STORIA: Medicina fai da te
In epoca romana la medicina era molto avanzata, basti
pensare alla chirurgia e agli strumenti chirurgici che nel corso dei millenni
sono rimasti per lo più identici a se stessi, cambiando in alcuni casi solo il
materiale con cui sono fatti.
Ciò che spesso non viene svelato, è che i cosiddetti medici
dell’epoca romana erano poco più che ciarlatani alla maniera del vecchio west,
almeno per la maggior parte dei casi. Si deve infatti distinguere tra due tipi
di medicina, in questo caso: quella militare e quella civile. Mentre la prima
seguiva regole molto rigide e studi medici approfonditi, per non parlare del
famoso giuramento di Ipparco che tutti i medici veri facevano e seguivano, per
la seconda i dottori scarseggiavano, mentre figure come l’unguentarius e il pharmacopola
spopolavano.
L’unguentarius era
una specie di farmacista a cui la gente si rivolgeva per procacciarsi gli
ingredienti necessari a realizzare qualsiasi tipo di unguenti (per l’appunto),
filtri, pozioni e altri rimedi, il secondo invece è una figura itinerante che
più si avvicina all’immaginario comune da film spaghetti western con il
truffatore di turno che gira con il suo carretto promettendo pozioni miracolose
per tutti i tipi di disturbi.
C’era però anche un’accurata ricerca medica in campo
erboristico, dettata da secoli di tentativi ed esperienze – un po’
come i nostri rimedi della nonna , che sfruttava con successo molte proprietà
delle piante allora conosciute. Di solito era compito e responsabilità del paterfamilias (il capo famiglia)
prendersi cura anche dei malati della sua casa, provvedere ai “farmaci” e a
quant’altro. Di solito si rivolgeva a un unguentarius
e propinava pozioni o unguenti che lui stesso mescolava, generalmente sulla
base di tradizioni di famiglia tramandate oralmente su come curare cosa.
In realtà la scientia
herborum, l’erboristeria, era abbastanza approfondita, anche se molte
applicazioni
venivano fatte più sull’onda della superstizione tradizionale che
su ben noti reali benefici. Ciò non toglie che per i romani c’era un’erba per
ogni male: ai pazzi si somministrava l’elleboro, la congiuntivite veniva
trattata con colliri ricavati da infusi di mammole, mirra e zafferano; il pus
delle ferite, le scottature e le ragadi li si combatteva con l’asfodelo, mentre
miele, pane e radici di narciso si narra facessero uscire i corpi estranei dal
corpo. Non parliamo poi dell’ortica che tornava buona per diverse malattie.

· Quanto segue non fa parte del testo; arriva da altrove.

use std::fs::File;
use std::path::Path;
use log::{error, info, warn, LevelFilter};

use clap::{arg, ArgAction, ArgMatches, command};
use clap::parser::ValueSource;
use simplelog::{ColorChoice, CombinedLogger, Config, TermLogger, TerminalMode, WriteLogger};

use mapedit::config::TilesetRegistry;
use mapedit::model::{MapModel, TilesetData};

fn parse_args() -> ArgMatches {
    command!()
        .next_line_help(true)
        .arg(
            arg!(--loglevel <LEVEL>)
                .required(false)
                .default_value("info")
                .value_parser(["trace", "debug", "info", "warn", "error", "off"])
                .action(ArgAction::Set)
        )
        .arg(
            arg!(--logfile [FILE_NAME])
                .required(false)
                .default_value("mapedit.log")
                .action(ArgAction::Set)
                .help("Enables logging to a file. Disabled by default")
        )
        .arg(
            arg!(-q --quiet)
                .required(false)
                .action(ArgAction::SetTrue)
                .help("Disables output to the terminal")
        )
        .arg(
            arg!(--registry <FILE>)
                .required(false)
                .default_value("tilesets.json")
                .action(ArgAction::Set)
                .help("Tileset registry file")
        )
        .arg(
            arg!(--tileset <LABEL>)
                .required(true)
                .action(ArgAction::Set)
                .help("Label of the tileset to open")
        )
        .arg(
            arg!(--map <FILE>)
                .required(true)
                .action(ArgAction::Set)
                .help("MAP file to check")
        )
        .arg(
            arg!(--routes <FILE>)
                .required(true)
                .action(ArgAction::Set)
                .help("RMP file belonging to the map")
        )
        .get_matches()
}

fn initialize_logging(matches: &ArgMatches) {
    let loglevel = match matches.get_one::<String>("loglevel") {
        None => LevelFilter::Off,
        Some(level) => {
            match level.as_str() {
                "trace" => LevelFilter::Trace,
                "debug" => LevelFilter::Debug,
                "info" => LevelFilter::Info,
                "warn" => LevelFilter::Warn,
                "error" => LevelFilter::Error,
                "off" => LevelFilter::Off,
                _ => unreachable!(),
            }
        }
    };
    let quiet = matches.get_flag("quiet");
    let term_loglevel = if quiet { LevelFilter::Off } else { loglevel };

    let logfile = match (matches.value_source("logfile"), matches.get_one::<String>("logfile")) {
        (Some(ValueSource::CommandLine), Some(file_name)) => {
            Some(file_name)
        },
        _ => None,
    };

    if let Some(logfile) = logfile {
        CombinedLogger::init(
            vec![
                TermLogger::new(term_loglevel, Config::default(), TerminalMode::Mixed, ColorChoice::Auto),
                WriteLogger::new(loglevel, Config::default(), File::create(logfile).unwrap())
            ]
        ).unwrap();
    } else {
        TermLogger::init(term_loglevel, Config::default(), TerminalMode::Mixed, ColorChoice::Auto).unwrap();
    }
}

/// Opens everything the way a viewer would and reports what it finds:
/// catalog size and warnings, grid dimensions, clamped references, route
/// nodes left out of bounds.
fn run_check(matches: &ArgMatches) -> Result<(), String> {
    let registry_path = matches.get_one::<String>("registry").unwrap();
    let label = matches.get_one::<String>("tileset").unwrap();
    let map_path = matches.get_one::<String>("map").unwrap();
    let route_path = matches.get_one::<String>("routes").unwrap();

    let registry = TilesetRegistry::load(Path::new(registry_path))
        .map_err(|e| format!("{registry_path}: {e}"))?;
    let entry = registry
        .find(label)
        .ok_or_else(|| format!("tileset {label} is not in {registry_path}"))?;

    let tileset = TilesetData::build(entry.to_descriptor()).map_err(|e| e.to_string())?;
    for warning in tileset.warnings() {
        warn!("{label}: {warning}");
    }
    info!("catalog: {} parts", tileset.len());

    let model = MapModel::open(tileset, Path::new(map_path), Path::new(route_path))
        .map_err(|e| e.to_string())?;

    info!(
        "grid: {} rows x {} cols x {} levels",
        model.grid.rows(),
        model.grid.cols(),
        model.grid.levs()
    );
    if model.grid.is_changed() {
        warn!("map held references outside the catalog; a save would repair it");
    }

    info!("routes: {} nodes", model.routes.len());
    let dangling = model.routes.check_bounds(&model.grid);
    if !dangling.is_empty() {
        warn!("route nodes out of bounds: {dangling:?}");
    }

    Ok(())
}

fn main() {
    let matches = parse_args();
    initialize_logging(&matches);

    if let Err(e) = run_check(&matches) {
        error!("{e}");
        std::process::exit(1);
    }
}
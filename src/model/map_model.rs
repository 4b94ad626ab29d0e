use std::fs;
use std::io::ErrorKind;
use std::path::{Path, PathBuf};
use log::{info, trace};
use thiserror::Error;

use crate::formats::bytes::save_atomic;
use crate::model::grid::{GridLocation, MapError, MapGrid, PartSlot, ResizeOutcome};
use crate::model::routes::{RouteError, RouteGraph};
use crate::model::tileset::TilesetData;

#[derive(Debug, Error)]
pub enum ModelError {
    #[error(transparent)]
    Map(#[from] MapError),

    #[error(transparent)]
    Route(#[from] RouteError),
}

/// One open map: the tileset it draws parts from, the tile grid and the
/// route graph, plus the file paths they persist to. This handle owns the
/// whole lifetime; closing the map is dropping it.
pub struct MapModel {
    pub tileset: TilesetData,
    pub grid: MapGrid,
    pub routes: RouteGraph,
    map_path: PathBuf,
    route_path: PathBuf,
}

impl MapModel {
    /// Loads the grid and routes against an already-built tileset. A map
    /// without a route file gets an empty graph. Cell back-references are
    /// wired here; occultation starts computed.
    pub fn open(
        tileset: TilesetData,
        map_path: &Path,
        route_path: &Path,
    ) -> Result<Self, ModelError> {
        trace!("MapModel::open {}", map_path.display());

        let map_bytes = fs::read(map_path).map_err(MapError::Io)?;
        let mut grid = MapGrid::load(&map_bytes, tileset.len())?;

        let routes = match fs::read(route_path) {
            Ok(bytes) => RouteGraph::load(&bytes)?,
            Err(e) if e.kind() == ErrorKind::NotFound => RouteGraph::default(),
            Err(e) => return Err(RouteError::Io(e).into()),
        };

        wire_node_refs(&mut grid, &routes);
        grid.calculate_occultation(false);

        Ok(MapModel {
            tileset,
            grid,
            routes,
            map_path: map_path.to_owned(),
            route_path: route_path.to_owned(),
        })
    }

    #[inline]
    pub fn is_changed(&self) -> bool {
        self.grid.is_changed() || self.routes.is_changed()
    }

    /// Persists the grid and the route graph. Both files go through the
    /// temp-then-rename protocol, so a failed write leaves the originals
    /// as they were.
    pub fn save(&mut self) -> Result<(), ModelError> {
        save_atomic(&self.map_path, &self.grid.save()).map_err(MapError::Io)?;
        save_atomic(&self.route_path, &self.routes.save()).map_err(RouteError::Io)?;

        self.grid.clear_changed();
        self.routes.clear_changed();
        info!("saved {}", self.map_path.display());
        Ok(())
    }

    /// Places a part, keeping the derived occultation current. Returns the
    /// cells a viewer must repaint.
    pub fn set_part(
        &mut self,
        loc: GridLocation,
        slot: PartSlot,
        part: Option<usize>,
    ) -> Vec<GridLocation> {
        let changed = self.grid.set_part(loc, slot, part);
        if !changed.is_empty() && slot == PartSlot::Floor {
            self.grid.calculate_occultation(false);
        }
        changed
    }

    /// Resizes the grid. Ceiling growth shifts every route node down with
    /// the content. Returns the ids of nodes a shrink left outside the new
    /// bounds; deciding their removal is the caller's business, the grid is
    /// committed either way.
    pub fn resize(
        &mut self,
        rows: usize,
        cols: usize,
        levs: usize,
        grow_ceiling: bool,
    ) -> Option<Vec<usize>> {
        let ResizeOutcome { mut grid, lev_shift } = self.grid.resize(rows, cols, levs, grow_ceiling)?;

        self.routes.shift_levels(lev_shift);
        let dangling = self.routes.check_bounds(&grid);

        wire_node_refs(&mut grid, &self.routes);
        grid.calculate_occultation(false);
        self.grid = grid;

        if !dangling.is_empty() {
            info!("resize left {} route nodes out of bounds", dangling.len());
        }
        Some(dangling)
    }

    pub fn add_node(&mut self, loc: GridLocation) -> Option<usize> {
        self.routes.add_node(&mut self.grid, loc)
    }

    pub fn delete_node(&mut self, id: usize) -> bool {
        self.routes.delete_node(&mut self.grid, id)
    }

    /// Deletes a batch of nodes, typically `resize`'s dangling list.
    pub fn remove_nodes(&mut self, ids: &[usize]) {
        let mut sorted: Vec<usize> = ids.to_vec();
        sorted.sort_unstable();
        sorted.dedup();
        for id in sorted.into_iter().rev() {
            self.routes.delete_node(&mut self.grid, id);
        }
    }
}

/// Rebuilds every cell's node back-reference from the graph.
fn wire_node_refs(grid: &mut MapGrid, routes: &RouteGraph) {
    for lev in 0..grid.levs() {
        for row in 0..grid.rows() {
            for col in 0..grid.cols() {
                grid.cell_mut(GridLocation::new(row, col, lev)).node = None;
            }
        }
    }
    for (id, node) in routes.iter().enumerate() {
        let loc = node.location();
        if grid.contains(loc) {
            grid.cell_mut(loc).node = Some(id);
        }
    }
}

La medicina imperiale era avanzata come non mai rispetto
alle conoscenze dei romani arcaici, dediti principalmente a rituali magici più
che a pratiche mediche vere e proprie, e anche nella sua “rudimentalità” se
paragonata alla medicina moderna, trovava interessanti applicazioni e campi di
ricerca: non esistevano gli occhiali così come li conosciamo noi, eppure la
proprietà delle lenti era nota: Nerone ovviava alla sua miopia, per esempio,
con uno smeraldo opportunamente levigato a forma concava.
Ma, più di tutti, era il laserpicium
– il silfio greco – la vera panacea per tutti i mali. Questa pianta, fino all’età
imperiale, cresceva rigogliosa esclusivamente sulle coste libiche e i romani ne
fecero un così largo uso da estinguerla. Come detto era una specie di panacea e
molto spesso fu lo stato stesso ad acquistarne grandi quantitativi da designare
all’esercito e anche il grande Cesare ne fece largo uso. laserpicium
“uno dei più grandi doni che ci abbia mai fatto la Natura”.

Anche i dentisti lo usavano, mettendolo dentro le carie dei
denti e chiudendole con della cera, anche se buona parte di questi “professionisti”
della bocca preferiva curare la carie con polpa di zucca mescolata con assenzio
e sale.
Insomma, era tutto piuttosto vago, legato alla
sperimentazione e – soprattutto – molto… “fai da te”.